How "Earthrise" Changed the Way We See The World
The story behind one of the most influential environmental photographs of the twentieth century.
William Anders, Earthrise, 1968
One of the most influential environmental photographs ever taken almost didn’t happen. In this excerpt from Seeing Science: How Photography Reveals the Universe, Marvin Heiferman tells the story of William Anders’s Earthrise.
Earthrise—one of the best known and most widely reproduced of all science photographs—was a fluke. On Christmas Eve, 1968, after three days of space travel, America’s Apollo 8 spacecraft was on its fourth orbit around the moon when Frank Borman, the commander of the mission, began to reposition it so that the topography below could be better filmed to document potential future landing sites. During the brief time that the capsule’s windows faced away from the lunar surface, astronaut William Anders looked through them and was startled by what he saw: “Oh my God! Look at that picture over there! Here’s the Earth coming up. Wow, is that pretty!” Anders grabbed a Hasselblad camera, loaded it with 70 mm Ektachrome film, and hastily shot off a couple of frames to capture an unanticipated and spectacular sight: Earth’s seeming ascent above the moon’s rough surface.
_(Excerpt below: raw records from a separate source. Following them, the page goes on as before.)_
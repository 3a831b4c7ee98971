//! Routing tier of the metrics pipeline.
//!
//! Canonical samples are routed to their downstream nodes, converted into each
//! destination's record shape and queued per destination. Dispatch workers drain the
//! queues. Everything is best effort: a full queue drops the newest record and a failed
//! delivery loses its batch, both counted per family.

pub mod config;
pub mod convert;
pub mod decimation;
pub mod dispatch;
pub mod errors;
pub mod metrics_defs;
pub mod model;
pub mod pipeline;
pub mod queue;
pub mod rate_limited_logger;
pub mod report;
pub mod ring;
pub mod stats;
pub mod transport;

#[cfg(test)]
mod testutils;

pub use config::Config;
pub use dispatch::Dispatchers;
pub use errors::{Result, SenderError};
pub use model::CanonicalSample;
pub use pipeline::Pipeline;
pub use stats::{Family, StatsSnapshot};
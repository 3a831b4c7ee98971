//! Dispatch workers: one long-running task per send queue.
//!
//! A worker drains its queue in batches and hands each batch to its transport. A failed
//! batch is lost as a whole (or partially, if the transport can tell), counted and
//! logged at a limited rate. Nothing is requeued.

use shared::histogram;
use std::future::Future;
use std::sync::Arc;
use std::time::{Duration, Instant};
use tokio::sync::watch;
use tokio::task::JoinSet;
use tokio::time::{sleep, timeout};

use crate::errors::TransportError;
use crate::metrics_defs::{BATCH_SIZE, DELIVERY_DURATION};
use crate::queue::BoundedQueue;
use crate::rate_limited_logger::{DEFAULT_LOG_INTERVAL, RateLimitedLogger};
use crate::stats::{Counters, DropReason, Family};
use crate::transport::Deliver;

pub struct Worker<R> {
    family: Family,
    queue: Arc<BoundedQueue<R>>,
    transport: Box<dyn Deliver<R>>,
    batch: usize,
    idle_backoff: Duration,
    call_timeout: Duration,
    counters: Arc<Counters>,
    errors: RateLimitedLogger,
}

impl<R> Worker<R>
where
    R: Send + Sync + 'static,
{
    pub fn new(
        family: Family,
        queue: Arc<BoundedQueue<R>>,
        transport: Box<dyn Deliver<R>>,
        counters: Arc<Counters>,
    ) -> Self {
        let errors = RateLimitedLogger::new(transport.destination(), DEFAULT_LOG_INTERVAL);
        Self {
            family,
            queue,
            transport,
            batch: 200,
            idle_backoff: Duration::from_millis(50),
            call_timeout: Duration::from_secs(5),
            counters,
            errors,
        }
    }

    pub fn with_batch(mut self, batch: usize) -> Self {
        self.batch = batch.max(1);
        self
    }

    pub fn with_idle_backoff(mut self, idle_backoff: Duration) -> Self {
        self.idle_backoff = idle_backoff;
        self
    }

    pub fn with_call_timeout(mut self, call_timeout: Duration) -> Self {
        self.call_timeout = call_timeout;
        self
    }

    /// Runs until shutdown is signalled and the queue is empty.
    ///
    /// Producers are expected to stop before shutdown is signalled, so the remaining
    /// items are flushed rather than abandoned.
    pub async fn run(self, mut shutdown: watch::Receiver<bool>) {
        tracing::debug!(
            family = %self.family,
            destination = self.transport.destination(),
            "dispatch worker started"
        );

        let mut stopping = false;
        loop {
            let batch = self.queue.pop_batch(self.batch);
            if batch.is_empty() {
                if stopping || *shutdown.borrow() {
                    break;
                }
                tokio::select! {
                    _ = sleep(self.idle_backoff) => {}
                    changed = shutdown.changed() => {
                        // Sender gone: same as an explicit shutdown
                        if changed.is_err() {
                            stopping = true;
                        }
                    }
                }
                continue;
            }
            self.send(batch).await;
        }

        tracing::debug!(
            family = %self.family,
            destination = self.transport.destination(),
            "dispatch worker stopped"
        );
    }

    async fn send(&self, batch: Vec<R>) {
        let len = batch.len();
        histogram!(BATCH_SIZE, "family" => self.family.as_str()).record(len as f64);

        let start = Instant::now();
        let result = match timeout(self.call_timeout, self.transport.deliver(&batch)).await {
            Ok(result) => result,
            Err(_) => Err(TransportError::Timeout(self.call_timeout)),
        };
        histogram!(DELIVERY_DURATION, "family" => self.family.as_str())
            .record(start.elapsed().as_secs_f64());

        match result {
            Ok(()) => self.counters.record_delivered(self.family, len as u64),
            Err(e) => {
                let lost = e.records_lost(len).min(len);
                if lost < len {
                    self.counters.record_delivered(self.family, (len - lost) as u64);
                }
                self.counters.record_dropped(self.family, DropReason::Transport, lost as u64);
                self.errors.warn("failed to deliver batch", &e);
            }
        }
    }
}

/// Running dispatch tasks and the signal that stops them.
pub struct Dispatchers {
    shutdown: watch::Sender<bool>,
    tasks: JoinSet<()>,
}

impl Dispatchers {
    pub fn new() -> Self {
        let (shutdown, _) = watch::channel(false);
        Self {
            shutdown,
            tasks: JoinSet::new(),
        }
    }

    /// Spawns a task that receives the shutdown signal.
    pub fn spawn<F, Fut>(&mut self, task: F)
    where
        F: FnOnce(watch::Receiver<bool>) -> Fut,
        Fut: Future<Output = ()> + Send + 'static,
    {
        self.tasks.spawn(task(self.shutdown.subscribe()));
    }

    pub fn spawn_worker<R>(&mut self, worker: Worker<R>)
    where
        R: Send + Sync + 'static,
    {
        self.spawn(|shutdown| worker.run(shutdown));
    }

    pub fn len(&self) -> usize {
        self.tasks.len()
    }

    pub fn is_empty(&self) -> bool {
        self.tasks.is_empty()
    }

    /// Signals shutdown and waits up to `grace` for the tasks to flush their queues.
    /// Tasks still running after that are aborted. Returns whether all tasks finished
    /// on their own.
    pub async fn shutdown(mut self, grace: Duration) -> bool {
        let _ = self.shutdown.send(true);

        let tasks = &mut self.tasks;
        let finished = timeout(grace, async {
            while let Some(joined) = tasks.join_next().await {
                if let Err(e) = joined {
                    tracing::error!(error = %e, "dispatch task failed");
                }
            }
        })
        .await
        .is_ok();

        if !finished {
            tracing::warn!(
                remaining = self.tasks.len(),
                "dispatch tasks did not finish in time, aborting"
            );
            self.tasks.abort_all();
            while self.tasks.join_next().await.is_some() {}
        }
        finished
    }
}

impl Default for Dispatchers {
    fn default() -> Self {
        Self::new()
    }
}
After splashdown on Earth and once Anders’s film was processed, one image from it, circulated worldwide by the media, left viewers awestruck. Serene, if a little disquieting, the photograph presents the marbled, blue-and-white planet’s fragile beauty that, seen from a distance, hints at Earth’s insignificance in the vastness of space. Wonder and intimations of the sublime are the frequent by-products of science photography, and the most paradigm-changing of images can be simultaneously mind-boggling and sobering. “Wonder is tinged with awe . . . and it’s also tinged with fear,” science historian Lorraine Daston wrote. “It’s an uncomfortable emotion. You don’t have wonder. Wonder has you.” Once it does, and thanks to photography, we keep on looking.